The 27th Marines went to Vietnam as reinforcement after Tet. The majority of the Marines had not operated together as a unit. We spent our first month south of Da Nang in the relative quiet of its outlying defenses, learning to operate and maneuver as tactical units. Then our Battalion was flown in C­130’s up to Phu Bai, where for the next six weeks our platoons operated out of Platoon Patrol Bases, and our companies participated in several of the “No Name” Operations east of Hue. We steadily pushed the VC and NVA farther away from the city. About 0230 on 5 MAY 68, I was wounded while checking my lines. A number of our units were attacked that night.

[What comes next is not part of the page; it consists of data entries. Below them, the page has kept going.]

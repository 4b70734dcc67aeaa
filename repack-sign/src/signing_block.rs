// Copyright 2024 Google LLC
//
// Licensed under the Apache License, Version 2.0 (the "License");
// you may not use this file except in compliance with the License.
// You may obtain a copy of the License at
//
//     http://www.apache.org/licenses/LICENSE-2.0
//
// Unless required by applicable law or agreed to in writing, software
// distributed under the License is distributed on an "AS IS" BASIS,
// WITHOUT WARRANTIES OR CONDITIONS OF ANY KIND, either express or implied.
// See the License for the specific language governing permissions and
// limitations under the License.


use crate::{
    crypto::get_signature_for_signed_data,
    crypto_keys::Keys,
    signed_data_block::{SIGNATURE_SCHEME_V2_BLOCK_ID, SIGNATURE_SCHEME_V3_BLOCK_ID},
    signing_types::{ApkSigningBlock, SignatureSchemeV2Block, SignatureSchemeV3Block, SignedData, V3SignedData},
    SigningSchemes
};
use deku::DekuContainerWrite;
use repack_common::Result;

// Must be 24 or higher. 23 does not support our hash algorithm.
pub const V3_MIN_SDK: u32 = 24;
// We deal with this unsigned, but Android parses it as signed, hence the 7F.
pub const V3_MAX_SDK: u32 = 0x7FFFFFFF;

pub fn compute_signing_block(
    top_level_hash: [u8; 32],
    keys: &Keys,
    schemes: &SigningSchemes
) -> Result<ApkSigningBlock> {
    // Construct the data block that we're going to sign
    // NOTE: The signature does NOT include the length prefix
    let signed_data = SignedData::new(top_level_hash, keys)?;
    let mut blocks = vec![];

    if schemes.v3 {
        let v3_signed_data = V3SignedData::from(&signed_data, V3_MIN_SDK, V3_MAX_SDK);
        let v3_signature = get_signature_for_signed_data(&v3_signed_data, keys)?;
        let v3_scheme_block =
            SignatureSchemeV3Block::new(v3_signed_data, v3_signature, keys, V3_MIN_SDK, V3_MAX_SDK)?;
        blocks.push((SIGNATURE_SCHEME_V3_BLOCK_ID, v3_scheme_block.to_bytes()?));
    }
    if schemes.v2 {
        let signature = get_signature_for_signed_data(&signed_data, keys)?;
        let scheme_block = SignatureSchemeV2Block::new(signed_data, signature, keys)?;
        blocks.insert(0, (SIGNATURE_SCHEME_V2_BLOCK_ID, scheme_block.to_bytes()?));
    }

    // Create the entire APK Signing Block that goes straight into the zip file
    ApkSigningBlock::new(blocks)
}
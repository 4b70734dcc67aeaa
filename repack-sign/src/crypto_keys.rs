// Copyright 2024 Google LLC
//
// Licensed under the Apache License, Version 2.0 (the "License");
// you may not use this file except in compliance with the License.
// You may obtain a copy of the License at
//
//     http://www.apache.org/licenses/LICENSE-2.0
//
// Unless required by applicable law or agreed to in writing, software
// distributed under the License is distributed on an "AS IS" BASIS,
// WITHOUT WARRANTIES OR CONDITIONS OF ANY KIND, either express or implied.
// See the License for the specific language governing permissions and
// limitations under the License.


use repack_common::*;
use rsa::{
    pkcs8::{DecodePrivateKey, EncodePublicKey},
    RsaPrivateKey, RsaPublicKey
};
use tracing::warn;

/// Holds the certificate chain and RSA Private Key used for signing.
#[derive(Clone)]
pub struct Keys {
    /// X.509 certificates in ASN.1 DER form, signing certificate first
    pub certificates: Vec<Vec<u8>>,
    /// RSA Public Key
    pub public_key: RsaPublicKey,
    /// RSA Private Key
    pub private_key: RsaPrivateKey
}

impl Keys {
    /// Parses and creates an instance of [Keys] from a `.pem` file.
    ///
    /// "Combined" in this case means that the one file has one or more `BEGIN
    /// CERTIFICATE` sections and a `BEGIN PRIVATE KEY` (or `BEGIN ENCRYPTED
    /// PRIVATE KEY`) section as one long UTF-8 string. An encrypted key is
    /// decrypted with `key_password`.
    ///
    /// If you don't have one of these, use [generate_random_testing_keys](Keys::generate_random_testing_keys).
    pub fn from_combined_pem_string(combined_pem: &str, key_password: &str) -> Result<Keys> {
        let mut certificates = vec![];
        let mut private_key = None;
        for pem_part in pem::parse_many(combined_pem)? {
            let tag = pem_part.tag().to_string();
            match tag.as_str() {
                "CERTIFICATE" => certificates.push(pem_part.into_contents()),
                "PRIVATE KEY" => {
                    private_key = Some(RsaPrivateKey::from_pkcs8_der(pem_part.contents())?)
                }
                "ENCRYPTED PRIVATE KEY" => {
                    private_key = Some(RsaPrivateKey::from_pkcs8_encrypted_der(
                        pem_part.contents(),
                        key_password
                    )?)
                }
                other => warn!(tag = other, "ignoring unexpected PEM section")
            }
        }

        let private_key = private_key.ok_or(PackError::SignerNoKeys)?;
        if certificates.is_empty() {
            return Err(PackError::SignerNoKeys);
        }
        let public_key = RsaPublicKey::from(&private_key);

        Ok(Keys {
            certificates,
            public_key,
            private_key
        })
    }

    /// Randomly generates RSA signing keys and an accompanying certificate.
    ///
    /// This API is only enabled when the optional "cert-gen" feature is enabled
    /// for repack-sign (it's on by default). It introduces a non-trivial amount
    /// of extra dependencies and includes ASM/C code.
    ///
    /// It is also slow. Generating a 2048-bit key routinely takes longer than
    /// the rest of a repack, so load real keys with
    /// [Keys::from_combined_pem_string] wherever possible.
    ///
    /// # Why shouldn't we always do this?
    ///
    /// Android only installs an update over an existing app when both are
    /// signed by the same certificate. A throwaway identity means every
    /// repackaged build has to be uninstalled before the next one goes on.
    #[cfg(feature = "cert-gen")]
    pub fn generate_random_testing_keys() -> Result<Keys> {
        // These dependencies only exist when compiled with cert-gen
        use rand::prelude::*;
        use rcgen::{CertificateParams, DistinguishedName, DnType, KeyPair};
        use rsa::pkcs8::{EncodePrivateKey, LineEnding};

        warn!("randomly generating a placeholder signing key, this is slow");

        // Randomly generate an RSA Private Key, derive its Public Key,
        // and prepare it for passing over to the rcgen library.
        let private_key = RsaPrivateKey::new(&mut thread_rng(), 2048)?;
        let public_key = RsaPublicKey::from(&private_key);
        let private_key_pem = private_key.to_pkcs8_pem(LineEnding::LF)?.to_string();

        let generation_failed = |e: rcgen::Error| PackError::SignerCertificateGenerationFailed(e.to_string());
        // Self-sign an X.509 certificate using the random keys
        let key_pair = KeyPair::from_pem(&private_key_pem).map_err(generation_failed)?;
        // We sign all testing certificates as our crate name
        let mut distinguished_name = DistinguishedName::new();
        distinguished_name.push(DnType::CommonName, env!("CARGO_PKG_NAME"));
        let mut cert_params = CertificateParams::new(vec![]).map_err(generation_failed)?;
        cert_params.distinguished_name = distinguished_name;
        let cert = cert_params.self_signed(&key_pair).map_err(generation_failed)?;

        Ok(Self {
            certificates: vec![cert.der().to_vec()],
            private_key,
            public_key
        })
    }

    /// The certificate whose key produced the signatures.
    pub fn signing_certificate(&self) -> &[u8] {
        // Construction guarantees at least one certificate
        self.certificates.first().map(Vec::as_slice).unwrap_or_default()
    }

    /// Returns the RSA Public Key encoded in ASN.1 DER format.
    pub fn pub_key_as_der(&self) -> Result<Vec<u8>> {
        Ok(self.public_key.to_public_key_der()?.as_ref().to_vec())
    }
}

impl std::fmt::Debug for Keys {
    // Never print key material
    fn fmt(&self, f: &mut std::fmt::Formatter<'_>) -> std::fmt::Result {
        f.debug_struct("Keys")
            .field("certificates", &self.certificates.len())
            .finish_non_exhaustive()
    }
}

#[cfg(test)]
pub(crate) mod tests {
    use super::*;
    use rsa::pkcs8::{EncodePrivateKey, LineEnding};
    use std::sync::OnceLock;

    /// Key generation is slow enough that the whole test binary shares one
    /// identity.
    pub(crate) fn testing_keys() -> Keys {
        static KEYS: OnceLock<Keys> = OnceLock::new();
        KEYS.get_or_init(|| Keys::generate_random_testing_keys().unwrap())
            .clone()
    }

    fn certificate_pem(keys: &Keys) -> String {
        pem::encode(&pem::Pem::new("CERTIFICATE", keys.certificates[0].clone()))
    }

    #[test]
    fn combined_pem_round_trips() {
        let keys = testing_keys();
        let combined = format!(
            "{}{}",
            certificate_pem(&keys),
            keys.private_key.to_pkcs8_pem(LineEnding::LF).unwrap().as_str()
        );
        let parsed = Keys::from_combined_pem_string(&combined, "").unwrap();
        assert_eq!(parsed.certificates, keys.certificates);
        assert_eq!(parsed.public_key, keys.public_key);
    }

    #[test]
    fn encrypted_keys_need_the_right_password() {
        let keys = testing_keys();
        let encrypted = keys
            .private_key
            .to_pkcs8_encrypted_pem(&mut rand::thread_rng(), "hunter2", LineEnding::LF)
            .unwrap();
        let combined = format!("{}{}", certificate_pem(&keys), encrypted.as_str());

        let parsed = Keys::from_combined_pem_string(&combined, "hunter2").unwrap();
        assert_eq!(parsed.public_key, keys.public_key);
        assert!(matches!(
            Keys::from_combined_pem_string(&combined, "wrong"),
            Err(PackError::SignerRsaPrivateKeyParsingFailed(_))
        ));
    }

    #[test]
    fn missing_sections_are_reported() {
        let keys = testing_keys();
        assert!(matches!(
            Keys::from_combined_pem_string(&certificate_pem(&keys), ""),
            Err(PackError::SignerNoKeys)
        ));
        let key_only = keys.private_key.to_pkcs8_pem(LineEnding::LF).unwrap();
        assert!(matches!(
            Keys::from_combined_pem_string(key_only.as_str(), ""),
            Err(PackError::SignerNoKeys)
        ));
    }

    #[test]
    fn debug_output_hides_the_key() {
        let text = format!("{:?}", testing_keys());
        assert!(text.contains("certificates"));
        assert!(!text.contains("private_key"));
    }
}
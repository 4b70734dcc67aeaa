// Copyright 2024 Google LLC
//
// Licensed under the Apache License, Version 2.0 (the "License");
// you may not use this file except in compliance with the License.
// You may obtain a copy of the License at
//
//     http://www.apache.org/licenses/LICENSE-2.0
//
// Unless required by applicable law or agreed to in writing, software
// distributed under the License is distributed on an "AS IS" BASIS,
// WITHOUT WARRANTIES OR CONDITIONS OF ANY KIND, either express or implied.
// See the License for the specific language governing permissions and
// limitations under the License.


use std::collections::BTreeMap;

use crate::crypto_keys::Keys;
use repack_common::*;
use tracing::debug;

/// Somewhere a signing identity can be loaded from.
pub trait KeyStore {
    fn load_identity(&self, alias: &str, store_password: &str, key_password: &str) -> Result<Keys>;
}

/// Combined PEM bundles (see [Keys::from_combined_pem_string]) addressed by
/// alias.
///
/// PEM has no store-level encryption, so the store password is not used. The
/// key password decrypts `ENCRYPTED PRIVATE KEY` sections.
#[derive(Debug, Clone, Default)]
pub struct PemKeyStore {
    entries: BTreeMap<String, String>,
    // Answers any alias
    default_entry: Option<String>
}

impl PemKeyStore {
    /// A store holding one bundle that is returned whatever alias is asked for.
    pub fn single(combined_pem: impl Into<String>) -> PemKeyStore {
        PemKeyStore {
            entries: BTreeMap::new(),
            default_entry: Some(combined_pem.into())
        }
    }

    pub fn with_entry(mut self, alias: &str, combined_pem: impl Into<String>) -> PemKeyStore {
        self.entries.insert(alias.to_string(), combined_pem.into());
        self
    }
}

impl KeyStore for PemKeyStore {
    fn load_identity(&self, alias: &str, _store_password: &str, key_password: &str) -> Result<Keys> {
        let pem = self
            .entries
            .get(alias)
            .or(self.default_entry.as_ref())
            .ok_or(PackError::SignerNoKeys)?;
        debug!(alias, "loading signing identity");
        Keys::from_combined_pem_string(pem, key_password)
    }
}

/// Hands out a freshly generated throwaway identity. Only for local testing,
/// see [Keys::generate_random_testing_keys].
#[cfg(feature = "cert-gen")]
#[derive(Debug, Clone, Copy, Default)]
pub struct GeneratedKeyStore;

#[cfg(feature = "cert-gen")]
impl KeyStore for GeneratedKeyStore {
    fn load_identity(&self, _alias: &str, _store_password: &str, _key_password: &str) -> Result<Keys> {
        Keys::generate_random_testing_keys()
    }
}
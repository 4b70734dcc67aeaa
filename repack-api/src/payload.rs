// Copyright 2024 Google LLC
//
// Licensed under the Apache License, Version 2.0 (the "License");
// you may not use this file except in compliance with the License.
// You may obtain a copy of the License at
//
//     http://www.apache.org/licenses/LICENSE-2.0
//
// Unless required by applicable law or agreed to in writing, software
// distributed under the License is distributed on an "AS IS" BASIS,
// WITHOUT WARRANTIES OR CONDITIONS OF ANY KIND, either express or implied.
// See the License for the specific language governing permissions and
// limitations under the License.


//! Stages the files the repackaged APK gains: the injected payload, its
//! config, an optional data bundle and the native libraries.

use std::{
    collections::BTreeSet,
    fs::{self, File},
    io::Read,
    num::NonZeroU32,
    path::Path
};

use repack_common::*;
use repack_zip::{
    layout::{payload_entry_name, NATIVE_LIB_EXTENSION, NATIVE_LIB_ROOT},
    path_safety::prepare_destination
};
use tracing::{debug, info, warn};

/// Used when the source has no numbered payloads. Leaves `classes.dex` alone.
pub const FALLBACK_PAYLOAD_INDEX: u32 = 2;
pub const CONFIG_ENTRY: &str = "assets/repack_config.json";
pub const DATA_BUNDLE_ENTRY: &str = "assets/repack_data.zip";
pub const MAX_DATA_BUNDLE_SIZE: u64 = 100 * 1024 * 1024;
pub const SUPPORTED_ABIS: [&str; 2] = ["arm64-v8a", "armeabi-v7a"];

// Local file header, central directory header, end of central directory
const BUNDLE_MAGICS: [[u8; 4]; 3] = [*b"PK\x03\x04", *b"PK\x01\x02", *b"PK\x05\x06"];

/// Why the data bundle was left out. Never fatal.
#[derive(Debug, Clone, PartialEq, Eq)]
pub enum StagingSkip {
    Oversized { size: u64 },
    UnrecognisedMagic,
    Unreadable(String)
}

/// Everything [assemble] added to the scratch root.
#[derive(Debug, Clone, Default, PartialEq, Eq)]
pub struct StagingReport {
    pub payload_entry: String,
    pub data_bundle_skipped: Option<StagingSkip>,
    pub native_libs: Vec<String>
}

/// Where the files to stage come from.
#[derive(Debug, Clone, Copy)]
pub struct StagingSources<'a> {
    pub payload: &'a Path,
    pub config_json: &'a [u8],
    /// Laid out as `<abi>/*.so`
    pub native_lib_dir: &'a Path,
    pub data_bundle: Option<&'a Path>
}

pub fn next_payload_index(existing: &BTreeSet<u32>) -> Result<NonZeroU32> {
    let next = match existing.last() {
        Some(&highest) => highest
            .checked_add(1)
            .ok_or(PackError::PayloadIndexExhausted(highest))?,
        None => FALLBACK_PAYLOAD_INDEX
    };
    NonZeroU32::new(next).ok_or(PackError::PayloadIndexExhausted(next))
}

/// The ABIs to ship libraries for: the supported ones the source already
/// has, or all of them for an APK without native code.
pub fn select_abis(observed: &BTreeSet<String>) -> Vec<&'static str> {
    if observed.is_empty() {
        return SUPPORTED_ABIS.to_vec();
    }
    SUPPORTED_ABIS
        .into_iter()
        .filter(|abi| observed.contains(*abi))
        .collect()
}

/// Copies the payload in as `classes<index>.dex` and returns the entry name.
pub fn stage_payload(scratch_root: &Path, payload: &Path, index: NonZeroU32) -> Result<String> {
    let name = payload_entry_name(index);
    let destination = prepare_destination(scratch_root, &name)?;
    fs::copy(payload, destination)?;
    info!("Staged payload as {name}");
    Ok(name)
}

pub fn stage_config(scratch_root: &Path, config_json: &[u8]) -> Result<()> {
    fs::write(prepare_destination(scratch_root, CONFIG_ENTRY)?, config_json)?;
    debug!("Staged {CONFIG_ENTRY} ({} bytes)", config_json.len());
    Ok(())
}

/// Checks size and magic without reading the whole bundle.
pub fn inspect_data_bundle(bundle: &Path) -> std::result::Result<(), StagingSkip> {
    let unreadable = |e: std::io::Error| StagingSkip::Unreadable(e.to_string());
    let size = fs::metadata(bundle).map_err(unreadable)?.len();
    if size > MAX_DATA_BUNDLE_SIZE {
        return Err(StagingSkip::Oversized { size });
    }
    let mut magic = [0u8; 4];
    File::open(bundle)
        .and_then(|mut file| file.read_exact(&mut magic))
        .map_err(|_e| StagingSkip::UnrecognisedMagic)?;
    if !BUNDLE_MAGICS.contains(&magic) {
        return Err(StagingSkip::UnrecognisedMagic);
    }
    Ok(())
}

/// Copies the bundle to [DATA_BUNDLE_ENTRY] if it passes
/// [inspect_data_bundle]. A rejected bundle is returned, not raised.
pub fn stage_data_bundle(scratch_root: &Path, bundle: &Path) -> Result<Option<StagingSkip>> {
    if let Err(skip) = inspect_data_bundle(bundle) {
        warn!("Skipping data bundle {}: {skip:?}", bundle.display());
        return Ok(Some(skip));
    }
    fs::copy(bundle, prepare_destination(scratch_root, DATA_BUNDLE_ENTRY)?)?;
    info!("Staged {DATA_BUNDLE_ENTRY}");
    Ok(None)
}

/// Copies every `<lib_dir>/<abi>/*.so` to `lib/<abi>/` for each of `abis`.
/// Returns the new entry names.
pub fn stage_native_libs(scratch_root: &Path, lib_dir: &Path, abis: &[&str]) -> Result<Vec<String>> {
    let mut staged = vec![];
    for abi in abis {
        let abi_dir = lib_dir.join(abi);
        let files = match fs::read_dir(&abi_dir) {
            Ok(files) => files,
            Err(err) => {
                warn!("No native libraries for {abi} in {}: {err}", abi_dir.display());
                continue;
            }
        };
        let mut names = vec![];
        for file in files {
            let file = file?;
            if !file.file_type()?.is_file() {
                continue;
            }
            match file.file_name().into_string() {
                Ok(name) if Path::new(&name).extension().is_some_and(|ext| ext == NATIVE_LIB_EXTENSION) => {
                    names.push(name)
                }
                Ok(_) => {}
                Err(name) => warn!("Ignoring native library with unusable name {name:?}")
            }
        }
        // read_dir order is platform dependent
        names.sort();
        for name in names {
            let entry_name = format!("{NATIVE_LIB_ROOT}/{abi}/{name}");
            fs::copy(abi_dir.join(&name), prepare_destination(scratch_root, &entry_name)?)?;
            debug!("Staged {entry_name}");
            staged.push(entry_name);
        }
    }
    info!("Staged {} native libraries for {abis:?}", staged.len());
    Ok(staged)
}

/// Runs every staging step against a freshly extracted scratch root.
pub fn assemble(
    scratch_root: &Path,
    payload_indices: &BTreeSet<u32>,
    observed_abis: &BTreeSet<String>,
    sources: &StagingSources
) -> Result<StagingReport> {
    let index = next_payload_index(payload_indices)?;
    let payload_entry = stage_payload(scratch_root, sources.payload, index)?;
    stage_config(scratch_root, sources.config_json)?;
    let data_bundle_skipped = match sources.data_bundle {
        Some(bundle) => stage_data_bundle(scratch_root, bundle)?,
        None => None
    };
    let native_libs = stage_native_libs(scratch_root, sources.native_lib_dir, &select_abis(observed_abis))?;

    Ok(StagingReport {
        payload_entry,
        data_bundle_skipped,
        native_libs
    })
}

#[cfg(test)]
mod tests {
    use super::*;
    use tempfile::TempDir;
    use test_case::test_case;

    fn indices(values: &[u32]) -> BTreeSet<u32> {
        values.iter().copied().collect()
    }

    fn abis(values: &[&str]) -> BTreeSet<String> {
        values.iter().map(|abi| abi.to_string()).collect()
    }

    #[test_case(&[], 2 ; "empty falls back to two")]
    #[test_case(&[1], 2 ; "after bare payload")]
    #[test_case(&[1, 2, 3], 4 ; "after highest")]
    #[test_case(&[1, 7], 8 ; "gaps are not filled")]
    fn next_index(existing: &[u32], expected: u32) {
        assert_eq!(next_payload_index(&indices(existing)).unwrap().get(), expected);
    }

    #[test]
    fn exhausted_payload_indices_are_an_error() {
        assert!(matches!(
            next_payload_index(&indices(&[1, u32::MAX])),
            Err(PackError::PayloadIndexExhausted(highest)) if highest == u32::MAX
        ));
    }

    #[test]
    fn exhausted_indices_never_touch_the_primary_dex() {
        let scratch = TempDir::new().unwrap();
        let inputs = TempDir::new().unwrap();
        let payload = inputs.path().join("payload.dex");
        write(&payload, b"hook");
        write(&scratch.path().join("classes.dex"), b"app");

        let result = assemble(
            scratch.path(),
            &indices(&[1, u32::MAX]),
            &abis(&[]),
            &StagingSources {
                payload: &payload,
                config_json: b"{}",
                native_lib_dir: &inputs.path().join("libs"),
                data_bundle: None
            }
        );
        assert!(matches!(result, Err(PackError::PayloadIndexExhausted(_))));
        assert_eq!(fs::read(scratch.path().join("classes.dex")).unwrap(), b"app");
    }

    #[test]
    fn no_native_code_gets_both_abis() {
        assert_eq!(select_abis(&abis(&[])), vec!["arm64-v8a", "armeabi-v7a"]);
    }

    #[test]
    fn observed_abis_are_narrowed_to_supported() {
        assert_eq!(select_abis(&abis(&["arm64-v8a", "x86_64"])), vec!["arm64-v8a"]);
        assert!(select_abis(&abis(&["x86"])).is_empty());
    }

    fn write(path: &Path, data: &[u8]) {
        fs::create_dir_all(path.parent().unwrap()).unwrap();
        fs::write(path, data).unwrap();
    }

    #[test_case(b"PK\x03\x04rest" ; "local header")]
    #[test_case(b"PK\x01\x02rest" ; "central directory")]
    #[test_case(b"PK\x05\x06rest" ; "end of central directory")]
    fn bundles_with_zip_magic_are_staged(contents: &[u8]) {
        let scratch = TempDir::new().unwrap();
        let inputs = TempDir::new().unwrap();
        let bundle = inputs.path().join("data.zip");
        write(&bundle, contents);

        assert_eq!(stage_data_bundle(scratch.path(), &bundle).unwrap(), None);
        assert_eq!(fs::read(scratch.path().join(DATA_BUNDLE_ENTRY)).unwrap(), contents);
    }

    #[test_case(b"\x7fELF" ; "wrong magic")]
    #[test_case(b"PK" ; "too short")]
    fn bad_bundles_are_skipped(contents: &[u8]) {
        let scratch = TempDir::new().unwrap();
        let inputs = TempDir::new().unwrap();
        let bundle = inputs.path().join("data.zip");
        write(&bundle, contents);

        assert_eq!(
            stage_data_bundle(scratch.path(), &bundle).unwrap(),
            Some(StagingSkip::UnrecognisedMagic)
        );
        assert!(!scratch.path().join(DATA_BUNDLE_ENTRY).exists());
    }

    #[test]
    fn oversized_bundle_is_skipped() {
        let inputs = TempDir::new().unwrap();
        let bundle = inputs.path().join("data.zip");
        let file = File::create(&bundle).unwrap();
        file.set_len(MAX_DATA_BUNDLE_SIZE + 1).unwrap();

        assert_eq!(
            inspect_data_bundle(&bundle),
            Err(StagingSkip::Oversized { size: MAX_DATA_BUNDLE_SIZE + 1 })
        );
    }

    #[test]
    fn missing_bundle_is_skipped() {
        let scratch = TempDir::new().unwrap();
        let skip = stage_data_bundle(scratch.path(), &scratch.path().join("nope.zip")).unwrap();
        assert!(matches!(skip, Some(StagingSkip::Unreadable(_))));
    }

    #[test]
    fn native_libs_are_copied_per_abi() {
        let scratch = TempDir::new().unwrap();
        let libs = TempDir::new().unwrap();
        write(&libs.path().join("arm64-v8a/libb.so"), b"b");
        write(&libs.path().join("arm64-v8a/liba.so"), b"a");
        write(&libs.path().join("arm64-v8a/README"), b"not a library");
        write(&libs.path().join("x86/libx.so"), b"x");

        let staged = stage_native_libs(scratch.path(), libs.path(), &["arm64-v8a", "armeabi-v7a"]).unwrap();
        assert_eq!(staged, vec!["lib/arm64-v8a/liba.so", "lib/arm64-v8a/libb.so"]);
        assert_eq!(fs::read(scratch.path().join("lib/arm64-v8a/libb.so")).unwrap(), b"b");
        assert!(!scratch.path().join("lib/x86").exists());
    }

    #[test]
    fn assemble_stages_everything() {
        let scratch = TempDir::new().unwrap();
        let inputs = TempDir::new().unwrap();
        let payload = inputs.path().join("payload.dex");
        write(&payload, b"dex\n035\0");
        write(&inputs.path().join("libs/armeabi-v7a/libhook.so"), b"so");

        let report = assemble(
            scratch.path(),
            &indices(&[1, 2]),
            &abis(&["armeabi-v7a"]),
            &StagingSources {
                payload: &payload,
                config_json: b"{}",
                native_lib_dir: &inputs.path().join("libs"),
                data_bundle: None
            }
        )
        .unwrap();

        assert_eq!(report.payload_entry, "classes3.dex");
        assert_eq!(report.native_libs, vec!["lib/armeabi-v7a/libhook.so"]);
        assert_eq!(report.data_bundle_skipped, None);
        assert_eq!(fs::read(scratch.path().join(CONFIG_ENTRY)).unwrap(), b"{}");
        assert_eq!(fs::read(scratch.path().join("classes3.dex")).unwrap(), b"dex\n035\0");
    }
}
// Copyright 2024 Google LLC
//
// Licensed under the Apache License, Version 2.0 (the "License");
// you may not use this file except in compliance with the License.
// You may obtain a copy of the License at
//
//     http://www.apache.org/licenses/LICENSE-2.0
//
// Unless required by applicable law or agreed to in writing, software
// distributed under the License is distributed on an "AS IS" BASIS,
// WITHOUT WARRANTIES OR CONDITIONS OF ANY KIND, either express or implied.
// See the License for the specific language governing permissions and
// limitations under the License.


//! Zip-slip defence. Entry names come from untrusted archives, so every name
//! is checked lexically first and then against the canonical scratch root.

use std::{
    fs,
    path::{Component, Path, PathBuf}
};

use repack_common::*;

/// Turns an archive entry name into a relative path, rejecting anything that
/// is absolute, carries a drive/UNC prefix or contains a `..` segment.
pub fn lexical_relative_path(entry_name: &str) -> Result<PathBuf> {
    if entry_name.contains('\0') || entry_name.contains('\\') {
        return Err(PackError::PathTraversal(entry_name.into()));
    }
    let mut relative = PathBuf::new();
    for component in Path::new(entry_name).components() {
        match component {
            Component::Normal(part) => relative.push(part),
            Component::CurDir => {}
            Component::ParentDir | Component::RootDir | Component::Prefix(_) => {
                return Err(PackError::PathTraversal(entry_name.into()))
            }
        }
    }
    if relative.as_os_str().is_empty() {
        return Err(PackError::PathTraversal(entry_name.into()));
    }
    Ok(relative)
}

/// Resolves `entry_name` against `root` and guarantees the result cannot
/// leave `root`, including through symbolic links that already exist below
/// it. Nothing is created on disk.
pub fn resolve_inside(root: &Path, entry_name: &str) -> Result<PathBuf> {
    let relative = lexical_relative_path(entry_name)?;
    let canonical_root = root.canonicalize()?;
    let candidate = canonical_root.join(relative);

    // The deepest ancestor that exists decides where the path really points.
    // symlink_metadata so that a dangling link is treated as existing.
    let mut existing = candidate.as_path();
    while fs::symlink_metadata(existing).is_err() {
        existing = match existing.parent() {
            Some(parent) => parent,
            None => return Err(PackError::PathTraversal(entry_name.into()))
        };
    }
    let resolved = existing
        .canonicalize()
        .map_err(|_e| PackError::PathTraversal(entry_name.into()))?;
    if !resolved.starts_with(&canonical_root) {
        return Err(PackError::PathTraversal(entry_name.into()));
    }
    Ok(candidate)
}

/// Like [resolve_inside], and also creates the parent directories of the
/// destination, checking again once they exist.
pub fn prepare_destination(root: &Path, entry_name: &str) -> Result<PathBuf> {
    let destination = resolve_inside(root, entry_name)?;
    if let Some(parent) = destination.parent() {
        fs::create_dir_all(parent)?;
        let canonical_root = root.canonicalize()?;
        if !parent.canonicalize()?.starts_with(&canonical_root) {
            return Err(PackError::PathTraversal(entry_name.into()));
        }
    }
    if fs::symlink_metadata(&destination)
        .map(|meta| meta.file_type().is_symlink())
        .unwrap_or(false)
    {
        return Err(PackError::PathTraversal(entry_name.into()));
    }
    Ok(destination)
}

This was the beginning of the enemy’s second of three nation­wide offensives attempting to get the South Vietnamese people to rise up against us and their government. It is called in history, “Mini­Tet”, and it fizzled sooner than the original Tet Offensive did.

When I was discharged from Bethesda Naval Hospital, I was assigned to HQ Co. at Henderson Hall. Most of the duties I had were those of an “Odd Jobs Officer”. One day I ran into 1 friend from college who He advised me to get out of HQ to find the camaraderie that I wanted in the Marine Corps. I remembered Capt. Ripley at the Infantry Monitor’s Office, right across the street.

I knew if I asked for Vietnam again, they would give it to me. Capt. Ripley invited me in with a buoyant hand shake. “Well, Lieutenant, what can I do for you?” I went for broke and asked for Marine Barracks, London England (the only billet for a Marine Lieutenant in all of Europe). He threw his hands in the air and shouted, “Out of the question! But I’ll tell you what I can do. Did you ever consider Sea Duty?”

A month later, via a S2F propeller driven mail plane I was on the U.S.S. America (CVA­66). She was on Yankee Station, bombing targets in the panhandle of North Vietnam. I would be XO of the Marine Detachment.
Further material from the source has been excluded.